October 13, 2020 – Enforcement of Arbitration Agreements

“Many cases have considered how the court should approach its task under s. 7(1) of the Arbitration Act, which provides:

7(1) If a party to an arbitration agreement commences a proceeding in respect of a matter to be submitted to arbitration under the agreement, the court in which the proceeding is commenced shall, on the motion of another party to the arbitration agreement, stay the proceeding. [Emphasis added.]

The law favours giving effect to arbitration agreements. This is evident in both legislation and in jurisprudence. Section 7 of the Arbitration Act contains mandatory language, stating “the court in which the proceeding is commenced shall, on the motion of another party to the arbitration agreement, stay the proceeding” (emphasis added).

The mandatory wording in s. 7 of the Arbitration Act is a change from s. 7 of the old Arbitrations Act, R.S.O. 1990, c. A.24, which gave the court discretion to stay the action:

[I]f satisfied that there is no sufficient reason why the matter should not be referred in accordance with the submission and that the applicant was at the time when the proceeding was commenced and still remains ready and willing to do all things necessary to the proper conduct of the arbitration, [the court] may make an order staying the proceeding. [Emphasis added.]

As can be seen, the statutory language in s.7 of the current Arbitration Act is directory, not equivocal.
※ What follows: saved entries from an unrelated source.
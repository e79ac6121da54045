// Integrity auditor, the self-healing loop beside the generator.
//
// Responsibilities
// - Diff the current lineup against the snapshot rows of one unlocked day.
// - Repair missing rows by invoking the generator for exactly that (team, matchup, player, date).
// - Bring unlocked rows whose slot drifted back in line with the lineup.
// - Report stale unlocked rows and prune them when pruning is enabled.
//
// Boundaries
// - Dates before today are rejected. Locked rows are counted and never touched.
// - Once the team has a locked row on the day, players who joined later are counted in
//   `locked_skipped` and get no row.
// - Mismatches are reported as counts and never escalated.

use crate::modules::roster_lock::core::errors::RosterLockError;
use crate::modules::roster_lock::core::lineup::LineupConfig;
use crate::modules::roster_lock::core::matchup::Matchup;
use crate::modules::roster_lock::core::snapshot::RosterSnapshot;
use crate::modules::roster_lock::use_cases::generate_snapshots::command::GenerateSnapshots;
use crate::modules::roster_lock::use_cases::generate_snapshots::handler::GenerateSnapshotsHandler;
use crate::shared::core::primitives::{DateRange, MatchupId, TeamId};
use crate::shared::infrastructure::clock::Clock;
use crate::shared::infrastructure::league_data::{LineupSource, MatchupSource};
use crate::shared::infrastructure::snapshot_store::{RowChange, SnapshotStore};
use chrono::NaiveDate;
use serde::Serialize;
use std::collections::{BTreeMap, BTreeSet};
use std::ops::AddAssign;
use std::sync::Arc;

#[derive(Debug, Clone, Copy, PartialEq, Eq)]
pub struct AuditOptions {
    pub prune_stale: bool,
}

impl Default for AuditOptions {
    fn default() -> Self {
        Self { prune_stale: true }
    }
}

#[derive(Debug, Clone, Copy, Default, PartialEq, Eq, Serialize)]
pub struct AuditReport {
    pub checked: usize,
    pub missing: usize,
    pub repaired: usize,
    pub failed: usize,
    pub drifted: usize,
    pub reslotted: usize,
    pub stale: usize,
    pub removed: usize,
    pub locked_skipped: usize,
}

impl AuditReport {
    pub fn mismatches(&self) -> usize {
        self.missing + self.drifted + self.stale
    }
}

impl AddAssign for AuditReport {
    fn add_assign(&mut self, other: Self) {
        self.checked += other.checked;
        self.missing += other.missing;
        self.repaired += other.repaired;
        self.failed += other.failed;
        self.drifted += other.drifted;
        self.reslotted += other.reslotted;
        self.stale += other.stale;
        self.removed += other.removed;
        self.locked_skipped += other.locked_skipped;
    }
}

pub struct IntegrityAuditor<TStore, TLeague>
where
    TStore: SnapshotStore + 'static,
    TLeague: LineupSource + MatchupSource + 'static,
{
    generator: GenerateSnapshotsHandler<TStore, TLeague>,
    store: Arc<TStore>,
    league: Arc<TLeague>,
    clock: Arc<dyn Clock>,
    options: AuditOptions,
}

impl<TStore, TLeague> IntegrityAuditor<TStore, TLeague>
where
    TStore: SnapshotStore + 'static,
    TLeague: LineupSource + MatchupSource + 'static,
{
    pub fn new(
        generator: GenerateSnapshotsHandler<TStore, TLeague>,
        store: Arc<TStore>,
        league: Arc<TLeague>,
        clock: Arc<dyn Clock>,
        options: AuditOptions,
    ) -> Self {
        Self {
            generator,
            store,
            league,
            clock,
            options,
        }
    }

    pub async fn audit_day(
        &self,
        team_id: TeamId,
        matchup_id: MatchupId,
        date: NaiveDate,
    ) -> Result<AuditReport, RosterLockError> {
        if date < self.clock.today() {
            return Err(RosterLockError::HistoricalDate { date });
        }
        let (lineup, matchup) = self.load(team_id, matchup_id).await?;
        if !matchup.covers(date) {
            return Ok(AuditReport::default());
        }
        self.audit_loaded_day(&lineup, matchup_id, date).await
    }

    /// Audits today through the end of the matchup week. Past days are never visited.
    pub async fn audit_matchup(
        &self,
        team_id: TeamId,
        matchup_id: MatchupId,
    ) -> Result<AuditReport, RosterLockError> {
        let (lineup, matchup) = self.load(team_id, matchup_id).await?;
        let mut report = AuditReport::default();
        let Some(open_days) = matchup.week().remaining_from(self.clock.today()) else {
            return Ok(report);
        };
        for date in open_days.days() {
            report += self.audit_loaded_day(&lineup, matchup_id, date).await?;
        }
        tracing::info!(
            team_id,
            matchup_id,
            checked = report.checked,
            mismatches = report.mismatches(),
            repaired = report.repaired,
            failed = report.failed,
            "integrity audit finished"
        );
        Ok(report)
    }

    async fn load(&self, team_id: TeamId, matchup_id: MatchupId) -> Result<(LineupConfig, Matchup), RosterLockError> {
        let lineup = self
            .league
            .current_lineup(team_id)
            .await?
            .ok_or(RosterLockError::LineupNotFound { team_id })?;
        let matchup = self
            .league
            .matchup(matchup_id)
            .await?
            .ok_or(RosterLockError::MatchupNotFound { matchup_id })?;
        if !matchup.involves(team_id) {
            return Err(RosterLockError::TeamNotInMatchup { team_id, matchup_id });
        }
        Ok((lineup, matchup))
    }

    async fn audit_loaded_day(
        &self,
        lineup: &LineupConfig,
        matchup_id: MatchupId,
        date: NaiveDate,
    ) -> Result<AuditReport, RosterLockError> {
        let team_id = lineup.team_id;
        let actual: BTreeMap<_, RosterSnapshot> = self
            .store
            .list_for_team(team_id, Some(matchup_id), DateRange::single(date))
            .await?
            .into_iter()
            .map(|row| (row.player_id(), row))
            .collect();
        let expected = lineup.member_set();
        let mut report = AuditReport {
            checked: expected.union(&actual.keys().copied().collect::<BTreeSet<_>>()).count(),
            ..AuditReport::default()
        };

        let day_locked = actual.values().any(RosterSnapshot::is_locked);
        for &player_id in expected.iter().filter(|p| !actual.contains_key(*p)) {
            let command = GenerateSnapshots::for_player_on(team_id, matchup_id, player_id, date);
            match self.generator.handle(command).await {
                Ok(summary) if summary.failed > 0 => {
                    report.missing += 1;
                    report.failed += 1;
                }
                Ok(summary) if summary.inserted > 0 => {
                    report.missing += 1;
                    report.repaired += 1;
                }
                Ok(_) if day_locked => report.locked_skipped += 1,
                Ok(summary) if summary.skipped > 0 => {
                    report.missing += 1;
                    report.repaired += 1;
                }
                Ok(_) => {
                    report.missing += 1;
                    report.failed += 1;
                }
                Err(error) => {
                    tracing::warn!(team_id, matchup_id, player_id, %date, %error, "snapshot repair failed");
                    report.missing += 1;
                    report.failed += 1;
                }
            }
        }

        for (player_id, row) in &actual {
            if row.is_locked() {
                report.locked_skipped += 1;
                continue;
            }
            match lineup.slot_of(*player_id) {
                Some(slot) if slot != row.slot() => {
                    report.drifted += 1;
                    match self.store.update_unlocked(&row.key, slot).await {
                        Ok(RowChange::Applied) => report.reslotted += 1,
                        Ok(RowChange::RejectedLocked) => report.locked_skipped += 1,
                        Ok(_) => {}
                        Err(error) => {
                            tracing::warn!(key = %row.key, %error, "reslot failed");
                            report.failed += 1;
                        }
                    }
                }
                Some(_) => {}
                None => {
                    report.stale += 1;
                    if !self.options.prune_stale {
                        continue;
                    }
                    match self.store.remove_unlocked(&row.key).await {
                        Ok(RowChange::Applied) => report.removed += 1,
                        Ok(RowChange::RejectedLocked) => report.locked_skipped += 1,
                        Ok(_) => {}
                        Err(error) => {
                            tracing::warn!(key = %row.key, %error, "stale snapshot removal failed");
                            report.failed += 1;
                        }
                    }
                }
            }
        }

        if report.mismatches() > 0 {
            tracing::debug!(team_id, matchup_id, %date, ?report, "snapshot drift detected");
        }
        Ok(report)
    }
}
It strongly favours giving effect to an arbitration agreement. This policy direction is reinforced by s. 17 of the Arbitration Act:

17(1)  An arbitral tribunal may rule on its own jurisdiction to conduct the arbitration and may in that connection rule on objections with respect to the existence or validity of the arbitration agreement.

(2)  If the arbitration agreement forms part of another agreement, it shall, for the purposes of a ruling on jurisdiction, be treated as an independent agreement that may survive even if the main agreement is found to be invalid.

Subsection 17(1) did not exist in the 1980 or the 1990 Arbitrations Act.  Subsection 17(2) codifies the common law, and establishes that an arbitration agreement can survive even where the contract in which it is found is determined to be invalid.”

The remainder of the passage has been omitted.